KorrekturenSehende Steine und kranke Kassen

Luis Murschetz (Illustration)

Nachtrag zu einer Spähsoftware, eine Präzisierung zu einem Kritiker der Gesundheitspolitik und eine falsch übersetzte Streikparole.

In „Der Feind in meiner Drohne“ vom 19. Dezember (Seite Drei) hieß es zur Herkunft des Software-Namens „Palantir“, im Roman „Herr der Ringe“ fungierten nicht nur Andúril, sondern auch die Palantíri als Schwerter. Tatsächlich handelt es sich aber bei den Palantíri um die sehenden Steine in jenem Roman.

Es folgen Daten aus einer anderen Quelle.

// This Source Code Form is subject to the terms of the Mozilla Public
// License, v. 2.0. If a copy of the MPL was not distributed with this
// file, You can obtain one at https://mozilla.org/MPL/2.0/.

use super::*;

use serde::de::DeserializeOwned;

/// The fields used to create a new user. Any extra attributes ride along in
/// `attributes`.
#[derive(Serialize, Deserialize, JsonSchema, Clone, Debug, Default)]
pub struct CreateUserRequest<T = Properties> {
    /// Required. It becomes the username as well as the email attribute.
    pub email: Option<String>,

    /// A temporary password that the user must change after signing in. If
    /// omitted, Cognito generates one.
    pub password: Option<String>,

    #[serde(flatten)]
    pub attributes: T,
}

/// The fields used to update an existing user. Email is the username, so it
/// cannot be changed here.
#[derive(Serialize, Deserialize, JsonSchema, Clone, Debug, Default)]
pub struct UpdateUserRequest<T = Properties> {
    /// If present (and not empty) the user's password is reset to this value.
    pub password: Option<String>,

    #[serde(flatten)]
    pub attributes: T,
}

#[derive(Serialize, Deserialize, JsonSchema, Clone, Copy, Debug, Default)]
pub struct CreateUserOptions {
    /// Mark the email as verified and don't send the welcome message that
    /// carries the temporary password.
    #[serde(default)]
    pub verified: bool,
}

#[derive(Serialize, Deserialize, JsonSchema, Clone, Debug, PartialEq)]
pub struct UserRecord<T = Properties> {
    /// The Cognito username, fixed at creation
    pub id: String,

    pub email: Option<String>,

    pub email_verified: bool,

    #[serde(flatten)]
    pub attributes: T,
}

impl<T> UserRecord<T>
where
    T: DeserializeOwned,
{
    /// Normalize a user as returned by the identity provider.
    ///
    /// `email` and `email_verified` are lifted out of the attribute list into
    /// their own fields and `sub` is dropped. Everything else passes through
    /// to `attributes`.
    pub fn from_raw(user: RawUser) -> Result<Self, Error> {
        let email = user.attribute(EMAIL_ATTRIBUTE).map(str::to_string);
        let email_verified =
            user.attribute(EMAIL_VERIFIED_ATTRIBUTE) == Some("true");

        let properties: Properties = user
            .attributes
            .into_iter()
            .filter(|attribute| {
                attribute.name != SUB_ATTRIBUTE
                    && !RESERVED_ATTRIBUTES.contains(&attribute.name.as_str())
            })
            .filter_map(|attribute| {
                attribute.value.map(|value| (attribute.name, value))
            })
            .collect();

        Ok(UserRecord {
            id: user.username,
            email,
            email_verified,
            attributes: decode_attributes(properties)?,
        })
    }
}

/// One page of a user listing.
#[derive(Serialize, Deserialize, JsonSchema, Clone, Debug)]
pub struct UserPage<T = Properties> {
    pub users: Vec<UserRecord<T>>,

    /// Pass this back to fetch the following page. `None` on the last page.
    pub next_token: Option<String>,
}
// This Source Code Form is subject to the terms of the Mozilla Public
// License, v. 2.0. If a copy of the MPL was not distributed with this
// file, You can obtain one at https://mozilla.org/MPL/2.0/.

use serde::de::DeserializeOwned;

use super::*;

/// Walks a user pool one ListUsers page at a time.
///
/// Nothing is fetched until [`UserPages::next_page`] is called. A failed
/// fetch leaves the cursor where it was, so calling `next_page` again retries
/// the same page.
pub struct UserPages<'a, C, V, T> {
    pool: &'a UserPool<C, V, T>,
    next_token: Option<String>,
    exhausted: bool,
}

impl<'a, C, V, T> UserPages<'a, C, V, T>
where
    C: IdentityProviderClient,
    V: TokenVerifier,
    T: Serialize + DeserializeOwned,
{
    pub(crate) fn new(pool: &'a UserPool<C, V, T>) -> Self {
        Self { pool, next_token: None, exhausted: false }
    }

    /// The next page of users, or `None` once the provider has stopped
    /// handing out continuation tokens.
    pub async fn next_page(
        &mut self,
    ) -> Result<Option<Vec<UserRecord<T>>>, Error> {
        if self.exhausted {
            return Ok(None);
        }

        let UserPage { users, next_token } =
            self.pool.list_users_page(self.next_token.clone()).await?;

        self.exhausted = next_token.is_none();
        self.next_token = next_token;

        Ok(Some(users))
    }

    /// Go back to the first page.
    pub fn restart(&mut self) {
        self.next_token = None;
        self.exhausted = false;
    }

    pub fn is_exhausted(&self) -> bool {
        self.exhausted
    }
}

In „Das Virus lebt“ vom 26. Juli (Buch Zwei) hieß es über Jens Knipphals, er habe sich als Zahnarzt schon vor der Covid-Zeit mit Ärztekammern gestritten. Korrekt muss es heißen, er habe sich schon vor Covid mit den, wie er sie nannte, ‚kranken Kassen‘ gestritten, mit berufsständischen Ärztekammern aber erst nach der Pandemie.

In „Streik am Louvre“ vom 16. Dezember (Feuilleton) wurde gleich am Textbeginn die Plakatparole „en lutte“ übersetzt mit ,in Trauer‘. Korrekt übersetzt heißt das aber: ,im Kampf‘.